For example, a study conducted by scientists at Colorado State University found that a 20-minute HIIT workout (4 x 30 s intervals w/ 4 min rest) burned an average of 226 extra calories over the course of the day (that’s both during the workout and from the “afterburn effect” over the following hours).
Another team of scientists at the University of Sydney published a meta-analysis on the effect of HIIT and steady-state cardio on fat loss, and found “no evidence to support the superiority of either high-intensity interval training or steady-state cardio for body fat reduction.”
In other words, both HIIT and steady-state cardio equally effective for fat loss over the long-term—it didn’t matter how people burned calories through exercise, only how many.
This is why my go-to cardio recommendation for weight loss is walking, not HIIT.
In fact, walking is better than many weightlifters realize, because it’s easy on the joints, causes little to no fatigue, and burns more calories than most people assume—about 200 to 400 per hour depending on your bodyweight and pace—and most of these calories come from body fat.
Read: The Easiest Cardio Workout You Can Do (That Actually Works)
The downside of walking is you still have to do a fair amount to burn many calories, and it doesn’t offer all of the same health benefits as moderate- or high-intensity cardio. Thus, if you want to up the intensity of your cardio workouts, here’s how to do so properly:
- Limit these types of cardio workouts to no more than 50% of the time you spend weightlifting. If you lift weights for five hours per week, don’t do over two and a half hours of moderate- or high-intensity cardio per week.
- Limit your cardio workouts to no more than thirty to forty-five minutes per session.
- Do your cardio and weightlifting on separate days if possible, and if you have to do them on the same day, try to separate them by at least six hours to minimize the cardio’s “interference effect” on your weightlifting.

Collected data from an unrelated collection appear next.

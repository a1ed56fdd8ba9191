//! Shutdown and idle discharge consistency tests

mod common;

use chrono::{Duration, TimeZone, Utc};
use hydro_admin::{
    models::{
        idle_discharge::CreateIdleDischarge,
        shutdown::{CreateShutdown, UpdateShutdown},
    },
    AppError, Repository,
};

fn create_request(organization_id: i64, hours: Option<i64>, volume: Option<f64>) -> CreateShutdown {
    let start_time = Utc.with_ymd_and_hms(2024, 5, 10, 8, 0, 0).unwrap();
    CreateShutdown {
        organization_id,
        start_time,
        end_time: hours.map(|h| start_time + Duration::hours(h)),
        reason: Some("Turbine 2 maintenance".to_string()),
        generation_loss_mwh: Some(120.5),
        reported_by_contact_id: None,
        idle_discharge_volume: volume,
        file_ids: vec![],
    }
}

async fn discharge_count(repo: &Repository, organization_id: i64) -> i64 {
    sqlx::query_scalar("SELECT COUNT(*) FROM idle_water_discharges WHERE organization_id = $1")
        .bind(organization_id)
        .fetch_one(&repo.pool)
        .await
        .unwrap()
}

#[tokio::test]
#[ignore]
async fn test_create_with_volume_and_no_end_writes_nothing() {
    let repo = common::setup().await;
    let organization_id = common::organization(&repo).await;

    let result = repo
        .shutdowns
        .create(&create_request(organization_id, None, Some(36.0)), 1)
        .await;
    assert!(matches!(result, Err(AppError::Validation(_))));

    let count: i64 = sqlx::query_scalar("SELECT COUNT(*) FROM shutdowns WHERE organization_id = $1")
        .bind(organization_id)
        .fetch_one(&repo.pool)
        .await
        .unwrap();
    assert_eq!(count, 0);
    assert_eq!(discharge_count(&repo, organization_id).await, 0);
}

#[tokio::test]
#[ignore]
async fn test_create_with_volume_links_discharge() {
    let repo = common::setup().await;
    let organization_id = common::organization(&repo).await;

    // 36 thousand m³ over one hour is 10 m³/s
    let id = repo
        .shutdowns
        .create(&create_request(organization_id, Some(1), Some(36.0)), 1)
        .await
        .unwrap();

    let shutdown = repo.shutdowns.get_by_id(id).await.unwrap();
    let discharge = shutdown.idle_discharge.expect("discharge should be linked");
    assert!((discharge.flow_rate_m3_s - 10.0).abs() < 1e-9);
    assert!((discharge.total_volume_m3.unwrap() - 36_000.0).abs() < 1e-6);
    assert!(!discharge.is_ongoing);
}

#[tokio::test]
#[ignore]
async fn test_edit_attaches_updates_and_removes_discharge() {
    let repo = common::setup().await;
    let organization_id = common::organization(&repo).await;
    let request = create_request(organization_id, Some(2), None);
    let id = repo.shutdowns.create(&request, 1).await.unwrap();
    assert!(repo.shutdowns.get_by_id(id).await.unwrap().idle_discharge.is_none());

    // Positive volume on an unlinked shutdown creates the discharge
    repo.shutdowns
        .update(
            id,
            &UpdateShutdown {
                end_time: request.end_time,
                idle_discharge_volume: Some(72.0),
                ..Default::default()
            },
        )
        .await
        .unwrap();
    let first = repo.shutdowns.get_by_id(id).await.unwrap().idle_discharge.unwrap();
    assert!((first.flow_rate_m3_s - 10.0).abs() < 1e-9);
    assert_eq!(discharge_count(&repo, organization_id).await, 1);

    // New volume while linked updates the same discharge
    repo.shutdowns
        .update(
            id,
            &UpdateShutdown {
                end_time: request.end_time,
                idle_discharge_volume: Some(36.0),
                ..Default::default()
            },
        )
        .await
        .unwrap();
    let second = repo.shutdowns.get_by_id(id).await.unwrap().idle_discharge.unwrap();
    assert_eq!(second.id, first.id);
    assert!((second.flow_rate_m3_s - 5.0).abs() < 1e-9);
    assert_eq!(discharge_count(&repo, organization_id).await, 1);

    // No volume deletes the discharge and clears the link
    repo.shutdowns
        .update(
            id,
            &UpdateShutdown {
                end_time: request.end_time,
                ..Default::default()
            },
        )
        .await
        .unwrap();
    assert!(repo.shutdowns.get_by_id(id).await.unwrap().idle_discharge.is_none());
    assert!(matches!(
        repo.idle_discharges.get_by_id(first.id).await,
        Err(AppError::NotFound(_))
    ));
    assert_eq!(discharge_count(&repo, organization_id).await, 0);
}

#[tokio::test]
#[ignore]
async fn test_edit_clears_omitted_end_and_loss() {
    let repo = common::setup().await;
    let organization_id = common::organization(&repo).await;
    let id = repo
        .shutdowns
        .create(&create_request(organization_id, Some(3), None), 1)
        .await
        .unwrap();

    repo.shutdowns
        .update(
            id,
            &UpdateShutdown {
                reason: Some("Inspection".to_string()),
                ..Default::default()
            },
        )
        .await
        .unwrap();

    let shutdown = repo.shutdowns.get_by_id(id).await.unwrap();
    assert_eq!(shutdown.reason.as_deref(), Some("Inspection"));
    assert!(shutdown.end_time.is_none());
    assert!(shutdown.generation_loss_mwh.is_none());
}

#[tokio::test]
#[ignore]
async fn test_edit_with_volume_and_no_end_writes_nothing() {
    let repo = common::setup().await;
    let organization_id = common::organization(&repo).await;
    let id = repo
        .shutdowns
        .create(&create_request(organization_id, None, None), 1)
        .await
        .unwrap();

    let result = repo
        .shutdowns
        .update(
            id,
            &UpdateShutdown {
                reason: Some("Spillway test".to_string()),
                generation_loss_mwh: Some(10.0),
                idle_discharge_volume: Some(36.0),
                ..Default::default()
            },
        )
        .await;
    assert!(matches!(result, Err(AppError::Validation(_))));

    let shutdown = repo.shutdowns.get_by_id(id).await.unwrap();
    assert_eq!(shutdown.reason.as_deref(), Some("Turbine 2 maintenance"));
    assert_eq!(shutdown.generation_loss_mwh, Some(120.5));
    assert!(shutdown.idle_discharge.is_none());
    assert_eq!(discharge_count(&repo, organization_id).await, 0);
}

#[tokio::test]
#[ignore]
async fn test_edit_with_inverted_window_leaves_row_unchanged() {
    let repo = common::setup().await;
    let organization_id = common::organization(&repo).await;
    let request = create_request(organization_id, Some(1), Some(36.0));
    let id = repo.shutdowns.create(&request, 1).await.unwrap();
    let before = repo.shutdowns.get_by_id(id).await.unwrap();
    let linked = before.idle_discharge.as_ref().unwrap();

    let end_time = request.end_time.unwrap();
    let result = repo
        .shutdowns
        .update(
            id,
            &UpdateShutdown {
                start_time: Some(end_time + Duration::hours(1)),
                end_time: Some(end_time),
                reason: Some("Wrong window".to_string()),
                idle_discharge_volume: Some(72.0),
                ..Default::default()
            },
        )
        .await;
    assert!(matches!(result, Err(AppError::Validation(_))));

    let after = repo.shutdowns.get_by_id(id).await.unwrap();
    assert_eq!(after.start_time, request.start_time);
    assert_eq!(after.end_time, request.end_time);
    assert_eq!(after.reason.as_deref(), Some("Turbine 2 maintenance"));
    let discharge = after.idle_discharge.unwrap();
    assert_eq!(discharge.id, linked.id);
    assert!((discharge.flow_rate_m3_s - 10.0).abs() < 1e-9);
    assert_eq!(discharge_count(&repo, organization_id).await, 1);
}

#[tokio::test]
#[ignore]
async fn test_edit_with_zero_volume_and_no_link_creates_nothing() {
    let repo = common::setup().await;
    let organization_id = common::organization(&repo).await;
    let request = create_request(organization_id, Some(1), None);
    let id = repo.shutdowns.create(&request, 1).await.unwrap();

    repo.shutdowns
        .update(
            id,
            &UpdateShutdown {
                end_time: request.end_time,
                idle_discharge_volume: Some(0.0),
                ..Default::default()
            },
        )
        .await
        .unwrap();
    assert!(repo.shutdowns.get_by_id(id).await.unwrap().idle_discharge.is_none());
}

#[tokio::test]
#[ignore]
async fn test_delete_removes_linked_discharge() {
    let repo = common::setup().await;
    let organization_id = common::organization(&repo).await;
    let id = repo
        .shutdowns
        .create(&create_request(organization_id, Some(1), Some(18.0)), 1)
        .await
        .unwrap();
    let discharge_id = repo.shutdowns.get_by_id(id).await.unwrap().idle_discharge.unwrap().id;

    repo.shutdowns.delete(id).await.unwrap();

    assert!(matches!(repo.shutdowns.get_by_id(id).await, Err(AppError::NotFound(_))));
    assert!(matches!(
        repo.idle_discharges.get_by_id(discharge_id).await,
        Err(AppError::NotFound(_))
    ));
}

#[tokio::test]
#[ignore]
async fn test_delete_without_link_keeps_other_discharges() {
    let repo = common::setup().await;
    let organization_id = common::organization(&repo).await;
    let request = create_request(organization_id, Some(1), None);
    let standalone = repo
        .idle_discharges
        .create(
            &CreateIdleDischarge {
                organization_id,
                start_time: request.start_time,
                end_time: request.end_time,
                volume_thousand_m3: 18.0,
                reason: Some("Flood release".to_string()),
            },
            1,
        )
        .await
        .unwrap();
    let id = repo.shutdowns.create(&request, 1).await.unwrap();

    repo.shutdowns.delete(id).await.unwrap();

    assert!(repo.idle_discharges.get_by_id(standalone).await.is_ok());
    assert_eq!(discharge_count(&repo, organization_id).await, 1);
}

#[tokio::test]
#[ignore]
async fn test_missing_shutdown_is_not_found() {
    let repo = common::setup().await;

    assert!(matches!(repo.shutdowns.get_by_id(i64::MAX).await, Err(AppError::NotFound(_))));
    assert!(matches!(
        repo.shutdowns.update(i64::MAX, &UpdateShutdown::default()).await,
        Err(AppError::NotFound(_))
    ));
    assert!(matches!(repo.shutdowns.delete(i64::MAX).await, Err(AppError::NotFound(_))));
}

- When lifting weights and doing cardio on the same day, try to schedule moderate- and high-intensity cardio workouts on days with upper-body training, and low-intensity cardio workouts on lower-body days. Additionally, do your cardio after your weightlifting, not before. This too will minimize the degree to which your cardio can interfere with your weightlifting.
- Choose low-impact types of cardio such as cycling, rowing, elliptical, and swimming over high-impact options like running or plyometrics. This will minimize muscle damage and soreness.
- Keep high-intensity interval training (HIIT) to a minimum and stick mostly to steady-state cardio.
Do that in combination with lots of heavy, compound strength training, eat properly, and you’ll soon have a body you can be proud of.
(And again, if you’d like even more specific advice about how to schedule your training to reach your health and fitness goals in as little time as possible, take the Legion Strength Training Quiz.)
Should You Exercise Fasted to Lose Weight Faster?
You’ve probably heard that training on an empty stomach helps you burn fat faster.
You’ve probably heard others say that fasted cardio is at best a waste of time and at worst a great way to burn up muscle.
Who’s right?
To get at the truth, we need to look at what happens inside your body after eating a meal.
It all starts with your pancreas, which produces insulin and releases it into your blood after you eat food. Insulin’s job is to shuttle nutrients out of the blood and into your cells, such as the amino acids from protein, the glucose from carbohydrate, and the fatty acids from dietary fat.
When your insulin levels are elevated—when you’re in a “fed” state—no fat burning occurs. Your body uses the glucose in the blood for all its energy needs, and stores the excess. Depending on how much you eat, this state can last for several hours.
But, as the nutrients eaten are absorbed, insulin levels decline, and the body senses that its post-meal energy is running out. It then shifts toward burning fat stores to meet its energy needs.
Day after day, it juggles these states of storing a portion of the food you eat as fat, and burning its fat stores when food energy isn’t present. Here’s how this process looks:
When insulin is at a baseline level and your body is relying completely on its energy stores (fat, primarily), we say you’re in a “fasted” state. After you eat a moderate-sized meal, it takes three to five hours for your body to enter this state, and sometimes more depending on the size and composition of the meal.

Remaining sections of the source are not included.